• Chapter one: Preparation


    The green color of the leaves was what first caught the young child’s attention. It was a color he’d only heard about, that now, only holographic devices could reproduce. He was born onto a once beautiful planet, covered in lush green forests just like the ones he was viewing now. Now, though, the planet was covered in coats of metal, and entirely new splendor than before, and the boy could on feel remorse for the beauty that was lost. The planet itself had all but died, but these inhabitants, the humans, seemed to have lived beyond that, though they could not produce anything of their own, contact with other planets provided everything they needed.

    These people weren’t the first to travel through the infinite sea of space, but they were among the most numerous, and quickly placed themselves among the ranks of the star travelers, those who had left their own planet, and took to the stars, as their ancestors took to the seas so long ago. They populated other planets, and turned pits of lavas into an almost paradise-like planet. They interacted with others species, fought many wars, and continued to live, many forgetting their original planet, which they called Earth.
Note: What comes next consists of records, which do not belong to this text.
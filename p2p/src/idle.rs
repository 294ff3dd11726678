//! Inactivity-bounded streams.

use std::future::Future;
use std::io;
use std::pin::Pin;
use std::task::{Context, Poll};
use std::time::Duration;
use tokio::io::{AsyncRead, AsyncWrite, ReadBuf};
use tokio::time::{sleep, Instant, Sleep};

pub const DEFAULT_IDLE_TIMEOUT: Duration = Duration::from_secs(5 * 60);

/// Wraps a duplex stream and force-closes it once no byte has been read or written for `window`.
///
/// The deadline is only observed while the stream is being polled, which is always the case for a connection that is
/// being served: the server sits in a read waiting for the next request. Once expired, the inner stream is shut down
/// and every subsequent read or write fails with [`io::ErrorKind::TimedOut`].
pub struct IdleTimeout<S> {
    inner: S,
    window: Duration,
    deadline: Pin<Box<Sleep>>,
    expired: bool,
}

impl<S> IdleTimeout<S> {
    pub fn new(inner: S, window: Duration) -> Self {
        Self { inner, window, deadline: Box::pin(sleep(window)), expired: false }
    }

    pub fn is_expired(&self) -> bool {
        self.expired
    }

    fn touch(&mut self) {
        let next = Instant::now() + self.window;
        self.deadline.as_mut().reset(next);
    }
}

impl<S: AsyncWrite + Unpin> IdleTimeout<S> {
    /// Checks the deadline. Returns `true` once the stream has been given up on.
    fn poll_expired(&mut self, cx: &mut Context<'_>) -> bool {
        if self.expired {
            return true;
        }
        if self.deadline.as_mut().poll(cx).is_ready() {
            self.expired = true;
            // Best effort. The stream is unusable either way and is released when the wrapper drops.
            let _ = Pin::new(&mut self.inner).poll_shutdown(cx);
        }
        self.expired
    }
}

fn timed_out() -> io::Error {
    io::Error::new(io::ErrorKind::TimedOut, "connection idle timeout")
}

impl<S: AsyncRead + AsyncWrite + Unpin> AsyncRead for IdleTimeout<S> {
    fn poll_read(self: Pin<&mut Self>, cx: &mut Context<'_>, buf: &mut ReadBuf<'_>) -> Poll<io::Result<()>> {
        let this = self.get_mut();
        if this.expired {
            return Poll::Ready(Err(timed_out()));
        }
        let before = buf.filled().len();
        match Pin::new(&mut this.inner).poll_read(cx, buf) {
            Poll::Ready(Ok(())) => {
                if buf.filled().len() > before {
                    this.touch();
                }
                Poll::Ready(Ok(()))
            }
            Poll::Ready(Err(err)) => Poll::Ready(Err(err)),
            Poll::Pending => {
                if this.poll_expired(cx) {
                    Poll::Ready(Err(timed_out()))
                } else {
                    Poll::Pending
                }
            }
        }
    }
}

impl<S: AsyncWrite + Unpin> AsyncWrite for IdleTimeout<S> {
    fn poll_write(self: Pin<&mut Self>, cx: &mut Context<'_>, buf: &[u8]) -> Poll<io::Result<usize>> {
        let this = self.get_mut();
        if this.expired {
            return Poll::Ready(Err(timed_out()));
        }
        match Pin::new(&mut this.inner).poll_write(cx, buf) {
            Poll::Ready(Ok(n)) => {
                if n > 0 {
                    this.touch();
                }
                Poll::Ready(Ok(n))
            }
            Poll::Ready(Err(err)) => Poll::Ready(Err(err)),
            Poll::Pending => {
                if this.poll_expired(cx) {
                    Poll::Ready(Err(timed_out()))
                } else {
                    Poll::Pending
                }
            }
        }
    }

    fn poll_flush(self: Pin<&mut Self>, cx: &mut Context<'_>) -> Poll<io::Result<()>> {
        let this = self.get_mut();
        if this.expired {
            return Poll::Ready(Err(timed_out()));
        }
        Pin::new(&mut this.inner).poll_flush(cx)
    }

    fn poll_shutdown(self: Pin<&mut Self>, cx: &mut Context<'_>) -> Poll<io::Result<()>> {
        let this = self.get_mut();
        if this.expired {
            return Poll::Ready(Ok(()));
        }
        Pin::new(&mut this.inner).poll_shutdown(cx)
    }
}
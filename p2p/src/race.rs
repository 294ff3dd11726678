//! Multi-address race connect.
//!
//! Every candidate endpoint of a peer is dialled concurrently and the first stream to come up wins. The attempts
//! share one cancellation scope forked from the caller's token. As soon as the race is decided (a winner, every
//! attempt failed, or the caller gave up) the scope is cancelled and whatever is still outstanding is handed to a
//! reaper task. The reaper closes connections that complete after the fact and aborts anything still running after the
//! grace period, so no network handle outlives the race by more than that.

use crate::errors::ConnectError;
use crate::transport::Dialer;
use libp2p::{Multiaddr, PeerId};
use log::*;
use std::io;
use std::sync::Arc;
use std::time::Duration;
use tokio::io::{AsyncWrite, AsyncWriteExt};
use tokio::task::JoinSet;
use tokio_util::sync::CancellationToken;

pub const DEFAULT_LOSER_GRACE: Duration = Duration::from_millis(500);

type Attempts<S> = JoinSet<(Multiaddr, io::Result<S>)>;

#[derive(Debug, Clone)]
pub struct RaceOptions {
    /// How long the reaper waits for outstanding attempts to wind down before aborting them.
    pub loser_grace: Duration,
    /// Log each failed attempt at `warn` instead of `trace`.
    pub log_dial_errors: bool,
}

impl Default for RaceOptions {
    fn default() -> Self {
        Self { loser_grace: DEFAULT_LOSER_GRACE, log_dial_errors: false }
    }
}

/// The winning stream of a race, along with the endpoint that produced it.
#[derive(Debug)]
pub struct RacedConnection<S> {
    pub endpoint: Multiaddr,
    pub stream: S,
}

/// Dial all `endpoints` of `peer` at once and return the first stream that connects.
///
/// Returns [`ConnectError::Cancelled`] as soon as `cancel` fires, without waiting for the attempts, and
/// [`ConnectError::DialAllFailed`] once the last attempt has failed. An empty endpoint list fails immediately.
pub async fn race_connect<D: Dialer>(
    cancel: &CancellationToken,
    peer: PeerId,
    endpoints: &[Multiaddr],
    dialer: Arc<D>,
    options: &RaceOptions,
) -> Result<RacedConnection<D::Stream>, ConnectError> {
    if cancel.is_cancelled() {
        return Err(ConnectError::Cancelled);
    }
    if endpoints.is_empty() {
        debug!("No endpoints to dial for {peer}");
        return Err(ConnectError::DialAllFailed { peer, attempts: 0 });
    }
    let scope = cancel.child_token();
    let mut attempts: Attempts<D::Stream> = JoinSet::new();
    for endpoint in endpoints.iter().cloned() {
        let dialer = Arc::clone(&dialer);
        let token = scope.child_token();
        attempts.spawn(async move {
            let result = tokio::select! {
                biased;
                _ = token.cancelled() => Err(io::Error::new(io::ErrorKind::Interrupted, "dial abandoned")),
                res = dialer.dial(&endpoint) => res,
            };
            (endpoint, result)
        });
    }
    trace!("Racing {} endpoints for {peer}", endpoints.len());

    let outcome = loop {
        tokio::select! {
            biased;
            _ = cancel.cancelled() => break Err(ConnectError::Cancelled),
            next = attempts.join_next() => match next {
                Some(Ok((endpoint, Ok(stream)))) => {
                    debug!("Connected to {peer} via {endpoint}");
                    break Ok(RacedConnection { endpoint, stream });
                }
                Some(Ok((endpoint, Err(err)))) => {
                    if options.log_dial_errors {
                        warn!("conn error: {peer} at {endpoint}: {err}");
                    } else {
                        trace!("conn error: {peer} at {endpoint}: {err}");
                    }
                }
                Some(Err(err)) => warn!("Dial task for {peer} did not complete: {err}"),
                None => break Err(ConnectError::DialAllFailed { peer, attempts: endpoints.len() }),
            }
        }
    };

    scope.cancel();
    if !attempts.is_empty() {
        tokio::spawn(reap_losers(attempts, options.loser_grace));
    }
    outcome
}

/// Waits up to `grace` for abandoned attempts to finish, closing any stream they still produced, then aborts the rest.
async fn reap_losers<S>(mut attempts: Attempts<S>, grace: Duration)
where
    S: AsyncWrite + Unpin + Send + 'static,
{
    let drain = async {
        while let Some(res) = attempts.join_next().await {
            if let Ok((endpoint, Ok(mut stream))) = res {
                trace!("Closing late connection to {endpoint}");
                let _ = stream.shutdown().await;
            }
        }
    };
    if tokio::time::timeout(grace, drain).await.is_err() {
        debug!("Aborting {} dial attempts that outlived the race", attempts.len());
        attempts.abort_all();
    }
}

#[cfg(test)]
mod test {
    use super::*;
    use async_trait::async_trait;
    use parking_lot::Mutex;
    use std::collections::HashMap;
    use std::sync::atomic::{AtomicUsize, Ordering};
    use tokio::io::{duplex, AsyncReadExt, DuplexStream};
    use tokio::time::Instant;

    #[derive(Default)]
    struct FakeDialer {
        /// endpoint -> (delay, succeeds)
        plan: HashMap<Multiaddr, (Duration, bool)>,
        finished: AtomicUsize,
        /// The far ends of the streams handed out, by endpoint.
        remotes: Mutex<HashMap<Multiaddr, DuplexStream>>,
    }

    impl FakeDialer {
        fn with(mut self, addr: &Multiaddr, delay_ms: u64, ok: bool) -> Self {
            self.plan.insert(addr.clone(), (Duration::from_millis(delay_ms), ok));
            self
        }

        fn take_remote(&self, addr: &Multiaddr) -> Option<DuplexStream> {
            self.remotes.lock().remove(addr)
        }
    }

    #[async_trait]
    impl Dialer for FakeDialer {
        type Stream = DuplexStream;

        async fn dial(&self, addr: &Multiaddr) -> io::Result<DuplexStream> {
            let (delay, ok) = self.plan.get(addr).copied().unwrap_or((Duration::ZERO, false));
            // A zero delay connects on the first poll.
            if !delay.is_zero() {
                tokio::time::sleep(delay).await;
            }
            self.finished.fetch_add(1, Ordering::SeqCst);
            if ok {
                let (local, remote) = duplex(64);
                self.remotes.lock().insert(addr.clone(), remote);
                Ok(local)
            } else {
                Err(io::Error::new(io::ErrorKind::ConnectionRefused, "refused"))
            }
        }
    }

    fn addr(port: u16) -> Multiaddr {
        format!("/ip4/10.0.0.1/tcp/{port}").parse().unwrap()
    }

    fn peer() -> PeerId {
        libp2p::identity::Keypair::generate_ed25519().public().to_peer_id()
    }

    #[tokio::test(start_paused = true)]
    async fn first_success_wins_regardless_of_order() {
        let (slow, fast, broken) = (addr(1), addr(2), addr(3));
        let orders = [
            vec![slow.clone(), fast.clone(), broken.clone()],
            vec![broken.clone(), slow.clone(), fast.clone()],
            vec![fast.clone(), broken.clone(), slow.clone()],
        ];
        for endpoints in orders {
            let dialer = Arc::new(
                FakeDialer::default().with(&slow, 200, true).with(&fast, 50, true).with(&broken, 10, false),
            );
            let token = CancellationToken::new();
            let started = Instant::now();
            let conn = race_connect(&token, peer(), &endpoints, dialer, &RaceOptions::default()).await.unwrap();
            assert_eq!(conn.endpoint, fast);
            assert!(started.elapsed() < Duration::from_millis(200));
        }
    }

    #[tokio::test(start_paused = true)]
    async fn all_failing_endpoints_report_dial_all_failed() {
        let endpoints = vec![addr(1), addr(2)];
        let dialer = Arc::new(FakeDialer::default().with(&endpoints[0], 10, false).with(&endpoints[1], 40, false));
        let token = CancellationToken::new();
        let target = peer();
        let started = Instant::now();
        let err = race_connect(&token, target, &endpoints, dialer, &RaceOptions::default()).await.unwrap_err();
        assert_eq!(err, ConnectError::DialAllFailed { peer: target, attempts: 2 });
        assert!(started.elapsed() < Duration::from_millis(40) + DEFAULT_LOSER_GRACE);
    }

    #[tokio::test(start_paused = true)]
    async fn pre_cancelled_token_returns_immediately() {
        let endpoints = vec![addr(1)];
        let dialer = Arc::new(FakeDialer::default().with(&endpoints[0], 10, true));
        let token = CancellationToken::new();
        token.cancel();
        let started = Instant::now();
        let err = race_connect(&token, peer(), &endpoints, dialer.clone(), &RaceOptions::default()).await.unwrap_err();
        assert_eq!(err, ConnectError::Cancelled);
        assert_eq!(started.elapsed(), Duration::ZERO);
        tokio::time::sleep(Duration::from_millis(50)).await;
        assert_eq!(dialer.finished.load(Ordering::SeqCst), 0);
    }

    #[tokio::test(start_paused = true)]
    async fn cancelling_mid_race_abandons_outstanding_dials() {
        let endpoints = vec![addr(1), addr(2)];
        let dialer = Arc::new(FakeDialer::default().with(&endpoints[0], 100, true).with(&endpoints[1], 150, true));
        let token = CancellationToken::new();
        let trigger = token.clone();
        tokio::spawn(async move {
            tokio::time::sleep(Duration::from_millis(30)).await;
            trigger.cancel();
        });
        let started = Instant::now();
        let err = race_connect(&token, peer(), &endpoints, dialer.clone(), &RaceOptions::default()).await.unwrap_err();
        assert_eq!(err, ConnectError::Cancelled);
        assert!(started.elapsed() < Duration::from_millis(100));
        tokio::time::sleep(Duration::from_millis(500)).await;
        assert_eq!(dialer.finished.load(Ordering::SeqCst), 0, "no dial may complete after cancellation");
    }

    #[tokio::test(start_paused = true)]
    async fn losers_are_abandoned_once_a_winner_is_chosen() {
        let endpoints = vec![addr(1), addr(2)];
        let dialer = Arc::new(FakeDialer::default().with(&endpoints[0], 10, true).with(&endpoints[1], 300, true));
        let token = CancellationToken::new();
        let conn = race_connect(&token, peer(), &endpoints, dialer.clone(), &RaceOptions::default()).await.unwrap();
        assert_eq!(conn.endpoint, endpoints[0]);
        tokio::time::sleep(Duration::from_secs(1)).await;
        assert_eq!(dialer.finished.load(Ordering::SeqCst), 1);
        assert!(!token.is_cancelled(), "the caller's token is never cancelled by the race");
    }

    #[tokio::test(start_paused = true)]
    async fn connections_completing_after_the_winner_are_closed() {
        let endpoints = vec![addr(1), addr(2)];
        let dialer = Arc::new(FakeDialer::default().with(&endpoints[0], 0, true).with(&endpoints[1], 0, true));
        let token = CancellationToken::new();
        let mut conn = race_connect(&token, peer(), &endpoints, dialer.clone(), &RaceOptions::default()).await.unwrap();
        assert_eq!(dialer.finished.load(Ordering::SeqCst), 2, "both dials connect before the race is decided");
        let loser = endpoints.iter().find(|e| **e != conn.endpoint).unwrap();
        let mut loser_remote = dialer.take_remote(loser).unwrap();
        let mut winner_remote = dialer.take_remote(&conn.endpoint).unwrap();

        let mut buf = [0u8; 4];
        let n = tokio::time::timeout(DEFAULT_LOSER_GRACE, loser_remote.read(&mut buf))
            .await
            .expect("the losing connection is closed within the grace period")
            .unwrap();
        assert_eq!(n, 0);

        conn.stream.write_all(b"ping").await.unwrap();
        winner_remote.read_exact(&mut buf).await.unwrap();
        assert_eq!(&buf, b"ping");
    }

    #[tokio::test]
    async fn empty_endpoint_list_fails_without_dialling() {
        let dialer = Arc::new(FakeDialer::default());
        let target = peer();
        let err = race_connect(&CancellationToken::new(), target, &[], dialer.clone(), &RaceOptions::default())
            .await
            .unwrap_err();
        assert_eq!(err, ConnectError::DialAllFailed { peer: target, attempts: 0 });
        assert_eq!(dialer.finished.load(Ordering::SeqCst), 0);
    }
}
    The boy was still transfixed by the image before him. Before the giant metal cities took over, before the planet withered away, it was a beautiful blue jewel, and that image was hovering before him. The boy had passed 6 Summers before this one, his seventh, and he was about to begin the long learning process, and go to his first school, something he wasn’t exactly looking forward to. ‘The only good thing,’ he thought, ‘about this, is that I get to see these holographs…’ It was his first time seeing them, though his older brother had often spoken excitedly about them to him.

    “Cyrus…” someone called the boy’s name. He turned to see his mother, smiling at him from across the room, in the doorway, “Cyrus, come on, get ready…we have to send you on the way to your school!” she said happily, striding across the room, to ruffle the child’s black, untidy hair.

    “Mother, I’m not a kid anymore! I’m about to go to school…stop doing that!” he muttered, with an injured tone, and he shook his head. She’d messed up his hair, and now it felt weird to him.

    His mother stared down at him, and smiled pleasantly, “Oh, Cyrus, you’ll still be a child for a long time!” she said, with laughter, which made Cyrus redden. She smiled gently, and then continued, “One day, when you’re my age, you’ll wish you were a kid again, mister, so enjoy it while you have it! Don’t spend your childhood wishing you were an adult.”

    Cyrus blinked wonderingly at his mother. Did she wish she was a child again? He didn’t really understand. As a child, you were powerless, with no more control over your future than you did your day. At least as an adult, you could choose what you wanted to. He couldn’t even choose what he wanted to wear!

    His mother seemed to sense his confusion, and knelt down by her son’s side. “Oh Cyrus, you’ll understand one day. One day, there’ll come a time where you have to make a choice, where it will become the hardest decision of your life…choosing isn’t always easy.” She said, getting a sad look in her eyes that confused Cyrus greatly. She laughed, a sad little laugh, and hugged him tightly, “Oh Cyrus, I’ll miss you…you have to write every once in a while, okay?”

    “Okay, mother…” he responded, not knowing what else to say, or do. She released him, and then ruffled his hair playfully again, to which he groaned loudly, scowling at her, before they both fell into laughter, and embraced again.

    “Okay, come on, little Sun boy,” she said, calling him by his nickname, which always made him blush. His name, Cyrus, meant ‘of the sun’, and his golden yellow eyes certainly looked like the great star. He sighed, and took his mother’s hand. She led him out the door, and glanced back at his room. It would probably be the last time he saw the room, for many years, as he left for the school he would attend, far away from everything, everyone, he’d ever known. When he was born, it was decided that he’d be best suited for a job like being a Star traveler, as dangerous as it was, it was a great honor. Not everyone was selected to go out into the great ocean of stars, as people like to call it, and travel. Earth was slowly running out of supply sources, and with the population still growing on other colonized planets, star travelers were needed to find new planets, in which they could inhabit, and make inhabitable, to support their own mother planets, whatever the cost. The cost was often many, many lives, and that prospect filled Cyrus’ mother with a cold fear. She didn’t want to lose this child, which was dear to her.

    Although Cyrus didn’t know it, his brother had been in an accident at one of the energy plants, and had died. The government prevented her from telling him, though. That was one of its rules. A possible Star Traveler had to be kept in peak mental, and physical, condition. Even if she, his mother, died, they would act as if nothing had happened, and he might never find out. They liked to wait until he was distanced enough away from the family members to tell them of any accidents. It was twisted and heartbreaking for his mother, but there was nothing she could do about it, even as one of the Planet Board’s member’s wife, she didn’t have enough power.

    `As they walked outside the room, the lights turned off behind them, leaving the room in almost complete darkness, aside from the small, holographic little jewel in the center off the room.